### The problem
The data below needs to be returned exactly, line for line.

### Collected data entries
______
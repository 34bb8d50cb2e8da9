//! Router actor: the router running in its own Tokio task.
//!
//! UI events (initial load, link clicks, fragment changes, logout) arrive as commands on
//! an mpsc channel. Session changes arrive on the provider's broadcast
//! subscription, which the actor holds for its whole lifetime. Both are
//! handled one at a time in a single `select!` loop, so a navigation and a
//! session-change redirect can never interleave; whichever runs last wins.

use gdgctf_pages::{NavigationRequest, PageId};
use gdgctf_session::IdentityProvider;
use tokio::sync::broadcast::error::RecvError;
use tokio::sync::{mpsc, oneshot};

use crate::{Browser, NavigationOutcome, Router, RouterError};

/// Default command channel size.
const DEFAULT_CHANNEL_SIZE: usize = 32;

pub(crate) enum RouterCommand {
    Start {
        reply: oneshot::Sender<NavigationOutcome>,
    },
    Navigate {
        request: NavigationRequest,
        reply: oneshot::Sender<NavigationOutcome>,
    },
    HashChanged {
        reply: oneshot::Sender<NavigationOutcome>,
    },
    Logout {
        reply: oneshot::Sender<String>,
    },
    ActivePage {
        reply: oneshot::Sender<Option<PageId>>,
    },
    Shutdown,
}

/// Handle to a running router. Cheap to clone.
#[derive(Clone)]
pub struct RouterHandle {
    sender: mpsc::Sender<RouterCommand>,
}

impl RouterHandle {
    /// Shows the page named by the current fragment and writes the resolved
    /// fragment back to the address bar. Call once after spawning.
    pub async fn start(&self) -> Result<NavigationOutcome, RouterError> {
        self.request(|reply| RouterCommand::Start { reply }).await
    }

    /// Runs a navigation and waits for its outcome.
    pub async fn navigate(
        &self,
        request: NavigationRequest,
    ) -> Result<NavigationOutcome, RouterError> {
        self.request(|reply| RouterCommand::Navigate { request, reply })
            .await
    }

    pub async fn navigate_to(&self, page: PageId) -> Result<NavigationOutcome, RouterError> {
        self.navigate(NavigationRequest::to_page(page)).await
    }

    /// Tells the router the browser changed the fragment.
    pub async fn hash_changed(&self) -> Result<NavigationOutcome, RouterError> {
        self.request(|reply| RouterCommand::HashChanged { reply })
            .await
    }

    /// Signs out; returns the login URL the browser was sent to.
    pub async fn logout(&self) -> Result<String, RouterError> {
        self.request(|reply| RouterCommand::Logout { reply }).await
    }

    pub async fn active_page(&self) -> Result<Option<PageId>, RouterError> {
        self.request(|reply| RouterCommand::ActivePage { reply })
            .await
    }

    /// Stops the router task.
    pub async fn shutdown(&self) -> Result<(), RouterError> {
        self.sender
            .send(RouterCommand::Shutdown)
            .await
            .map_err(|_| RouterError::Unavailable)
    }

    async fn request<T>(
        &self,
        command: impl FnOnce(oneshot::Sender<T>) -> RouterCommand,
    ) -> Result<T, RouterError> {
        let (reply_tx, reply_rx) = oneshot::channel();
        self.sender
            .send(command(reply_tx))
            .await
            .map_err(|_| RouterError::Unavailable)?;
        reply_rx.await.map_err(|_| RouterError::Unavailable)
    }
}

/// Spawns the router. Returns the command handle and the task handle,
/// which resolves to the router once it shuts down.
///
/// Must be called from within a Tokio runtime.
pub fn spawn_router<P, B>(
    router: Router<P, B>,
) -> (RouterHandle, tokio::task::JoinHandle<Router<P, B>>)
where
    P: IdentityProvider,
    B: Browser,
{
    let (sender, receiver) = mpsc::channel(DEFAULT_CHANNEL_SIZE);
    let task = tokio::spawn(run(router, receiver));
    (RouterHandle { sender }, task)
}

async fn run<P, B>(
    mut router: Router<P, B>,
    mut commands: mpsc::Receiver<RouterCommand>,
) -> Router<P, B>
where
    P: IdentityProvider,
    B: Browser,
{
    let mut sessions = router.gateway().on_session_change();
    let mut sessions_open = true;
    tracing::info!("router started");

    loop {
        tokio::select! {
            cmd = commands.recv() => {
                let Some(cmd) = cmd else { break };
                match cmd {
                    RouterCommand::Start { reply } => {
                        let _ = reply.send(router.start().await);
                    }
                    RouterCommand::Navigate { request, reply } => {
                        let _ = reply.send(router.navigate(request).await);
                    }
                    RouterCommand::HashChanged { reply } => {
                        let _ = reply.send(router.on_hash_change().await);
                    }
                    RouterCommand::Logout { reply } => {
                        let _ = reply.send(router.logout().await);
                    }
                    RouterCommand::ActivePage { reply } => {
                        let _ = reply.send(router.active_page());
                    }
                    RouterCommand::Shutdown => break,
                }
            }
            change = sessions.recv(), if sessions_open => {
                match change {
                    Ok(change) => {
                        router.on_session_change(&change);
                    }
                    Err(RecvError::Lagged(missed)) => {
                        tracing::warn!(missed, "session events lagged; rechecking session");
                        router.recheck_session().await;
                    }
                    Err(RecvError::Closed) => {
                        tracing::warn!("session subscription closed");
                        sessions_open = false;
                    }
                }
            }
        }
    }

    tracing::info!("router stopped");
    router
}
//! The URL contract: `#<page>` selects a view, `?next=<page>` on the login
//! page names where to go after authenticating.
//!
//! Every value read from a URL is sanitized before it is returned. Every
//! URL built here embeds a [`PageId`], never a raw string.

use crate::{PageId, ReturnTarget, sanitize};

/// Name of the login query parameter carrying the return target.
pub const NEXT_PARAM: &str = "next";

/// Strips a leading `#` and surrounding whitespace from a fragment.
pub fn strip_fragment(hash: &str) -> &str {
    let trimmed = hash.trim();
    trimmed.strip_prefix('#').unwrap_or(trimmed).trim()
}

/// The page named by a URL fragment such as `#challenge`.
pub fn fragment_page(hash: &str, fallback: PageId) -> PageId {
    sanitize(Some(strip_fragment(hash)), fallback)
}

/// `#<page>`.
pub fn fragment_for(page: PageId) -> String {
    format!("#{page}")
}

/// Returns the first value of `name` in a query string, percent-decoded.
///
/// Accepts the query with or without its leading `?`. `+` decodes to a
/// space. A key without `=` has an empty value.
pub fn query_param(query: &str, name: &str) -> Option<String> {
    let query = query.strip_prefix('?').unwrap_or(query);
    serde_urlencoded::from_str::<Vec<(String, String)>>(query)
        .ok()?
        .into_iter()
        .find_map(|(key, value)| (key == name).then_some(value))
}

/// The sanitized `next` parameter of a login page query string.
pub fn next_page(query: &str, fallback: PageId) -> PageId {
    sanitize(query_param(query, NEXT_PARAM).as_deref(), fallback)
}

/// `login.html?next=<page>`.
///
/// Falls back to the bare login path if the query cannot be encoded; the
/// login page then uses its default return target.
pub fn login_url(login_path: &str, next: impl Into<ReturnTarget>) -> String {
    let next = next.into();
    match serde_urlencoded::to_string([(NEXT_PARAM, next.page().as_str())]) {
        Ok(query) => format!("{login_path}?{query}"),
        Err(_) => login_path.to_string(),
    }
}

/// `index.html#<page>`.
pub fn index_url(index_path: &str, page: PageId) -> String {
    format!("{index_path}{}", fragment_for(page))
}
______
### Result of the exercise
repository 34bb8d50cb2e8da9
//! Router actor: the router running in its own Tokio task.
//!
//! UI events (initial load, link clicks, fragment changes, logout) arrive as commands on
//! an mpsc channel. Session changes arrive on the provider's broadcast
//! subscription, which the actor holds for its whole lifetime. Both are
//! handled one at a time in a single `select!` loop, so a navigation and a
//! session-change redirect can never interleave; whichever runs last wins.

use gdgctf_pages::{NavigationRequest, PageId};
use gdgctf_session::IdentityProvider;
use tokio::sync::broadcast::error::RecvError;
use tokio::sync::{mpsc, oneshot};

use crate::{Browser, NavigationOutcome, Router, RouterError};

/// Default command channel size.
const DEFAULT_CHANNEL_SIZE: usize = 32;

pub(crate) enum RouterCommand {
    Start {
        reply: oneshot::Sender<NavigationOutcome>,
    },
    Navigate {
        request: NavigationRequest,
        reply: oneshot::Sender<NavigationOutcome>,
    },
    HashChanged {
        reply: oneshot::Sender<NavigationOutcome>,
    },
    Logout {
        reply: oneshot::Sender<String>,
    },
    ActivePage {
        reply: oneshot::Sender<Option<PageId>>,
    },
    Shutdown,
}

/// Handle to a running router. Cheap to clone.
#[derive(Clone)]
pub struct RouterHandle {
    sender: mpsc::Sender<RouterCommand>,
}

impl RouterHandle {
    /// Shows the page named by the current fragment and writes the resolved
    /// fragment back to the address bar. Call once after spawning.
    pub async fn start(&self) -> Result<NavigationOutcome, RouterError> {
        self.request(|reply| RouterCommand::Start { reply }).await
    }

    /// Runs a navigation and waits for its outcome.
    pub async fn navigate(
        &self,
        request: NavigationRequest,
    ) -> Result<NavigationOutcome, RouterError> {
        self.request(|reply| RouterCommand::Navigate { request, reply })
            .await
    }

    pub async fn navigate_to(&self, page: PageId) -> Result<NavigationOutcome, RouterError> {
        self.navigate(NavigationRequest::to_page(page)).await
    }

    /// Tells the router the browser changed the fragment.
    pub async fn hash_changed(&self) -> Result<NavigationOutcome, RouterError> {
        self.request(|reply| RouterCommand::HashChanged { reply })
            .await
    }

    /// Signs out; returns the login URL the browser was sent to.
    pub async fn logout(&self) -> Result<String, RouterError> {
        self.request(|reply| RouterCommand::Logout { reply }).await
    }

    pub async fn active_page(&self) -> Result<Option<PageId>, RouterError> {
        self.request(|reply| RouterCommand::ActivePage { reply })
            .await
    }

    /// Stops the router task.
    pub async fn shutdown(&self) -> Result<(), RouterError> {
        self.sender
            .send(RouterCommand::Shutdown)
            .await
            .map_err(|_| RouterError::Unavailable)
    }

    async fn request<T>(
        &self,
        command: impl FnOnce(oneshot::Sender<T>) -> RouterCommand,
    ) -> Result<T, RouterError> {
        let (reply_tx, reply_rx) = oneshot::channel();
        self.sender
            .send(command(reply_tx))
            .await
            .map_err(|_| RouterError::Unavailable)?;
        reply_rx.await.map_err(|_| RouterError::Unavailable)
    }
}

/// Spawns the router. Returns the command handle and the task handle,
/// which resolves to the router once it shuts down.
///
/// Must be called from within a Tokio runtime.
pub fn spawn_router<P, B>(
    router: Router<P, B>,
) -> (RouterHandle, tokio::task::JoinHandle<Router<P, B>>)
where
    P: IdentityProvider,
    B: Browser,
{
    let (sender, receiver) = mpsc::channel(DEFAULT_CHANNEL_SIZE);
    let task = tokio::spawn(run(router, receiver));
    (RouterHandle { sender }, task)
}

async fn run<P, B>(
    mut router: Router<P, B>,
    mut commands: mpsc::Receiver<RouterCommand>,
) -> Router<P, B>
where
    P: IdentityProvider,
    B: Browser,
{
    let mut sessions = router.gateway().on_session_change();
    let mut sessions_open = true;
    tracing::info!("router started");

    loop {
        tokio::select! {
            cmd = commands.recv() => {
                let Some(cmd) = cmd else { break };
                match cmd {
                    RouterCommand::Start { reply } => {
                        let _ = reply.send(router.start().await);
                    }
                    RouterCommand::Navigate { request, reply } => {
                        let _ = reply.send(router.navigate(request).await);
                    }
                    RouterCommand::HashChanged { reply } => {
                        let _ = reply.send(router.on_hash_change().await);
                    }
                    RouterCommand::Logout { reply } => {
                        let _ = reply.send(router.logout().await);
                    }
                    RouterCommand::ActivePage { reply } => {
                        let _ = reply.send(router.active_page());
                    }
                    RouterCommand::Shutdown => break,
                }
            }
            change = sessions.recv(), if sessions_open => {
                match change {
                    Ok(change) => {
                        router.on_session_change(&change);
                    }
                    Err(RecvError::Lagged(missed)) => {
                        tracing::warn!(missed, "session events lagged; rechecking session");
                        router.recheck_session().await;
                    }
                    Err(RecvError::Closed) => {
                        tracing::warn!("session subscription closed");
                        sessions_open = false;
                    }
                }
            }
        }
    }

    tracing::info!("router stopped");
    router
}
//! The URL contract: `#<page>` selects a view, `?next=<page>` on the login
//! page names where to go after authenticating.
//!
//! Every value read from a URL is sanitized before it is returned. Every
//! URL built here embeds a [`PageId`], never a raw string.

use crate::{PageId, ReturnTarget, sanitize};

/// Name of the login query parameter carrying the return target.
pub const NEXT_PARAM: &str = "next";

/// Strips a leading `#` and surrounding whitespace from a fragment.
pub fn strip_fragment(hash: &str) -> &str {
    let trimmed = hash.trim();
    trimmed.strip_prefix('#').unwrap_or(trimmed).trim()
}

/// The page named by a URL fragment such as `#challenge`.
pub fn fragment_page(hash: &str, fallback: PageId) -> PageId {
    sanitize(Some(strip_fragment(hash)), fallback)
}

/// `#<page>`.
pub fn fragment_for(page: PageId) -> String {
    format!("#{page}")
}

/// Returns the first value of `name` in a query string, percent-decoded.
///
/// Accepts the query with or without its leading `?`. `+` decodes to a
/// space. A key without `=` has an empty value.
pub fn query_param(query: &str, name: &str) -> Option<String> {
    let query = query.strip_prefix('?').unwrap_or(query);
    serde_urlencoded::from_str::<Vec<(String, String)>>(query)
        .ok()?
        .into_iter()
        .find_map(|(key, value)| (key == name).then_some(value))
}

/// The sanitized `next` parameter of a login page query string.
pub fn next_page(query: &str, fallback: PageId) -> PageId {
    sanitize(query_param(query, NEXT_PARAM).as_deref(), fallback)
}

/// `login.html?next=<page>`.
///
/// Falls back to the bare login path if the query cannot be encoded; the
/// login page then uses its default return target.
pub fn login_url(login_path: &str, next: impl Into<ReturnTarget>) -> String {
    let next = next.into();
    match serde_urlencoded::to_string([(NEXT_PARAM, next.page().as_str())]) {
        Ok(query) => format!("{login_path}?{query}"),
        Err(_) => login_path.to_string(),
    }
}

/// `index.html#<page>`.
pub fn index_url(index_path: &str, page: PageId) -> String {
    format!("{index_path}{}", fragment_for(page))
}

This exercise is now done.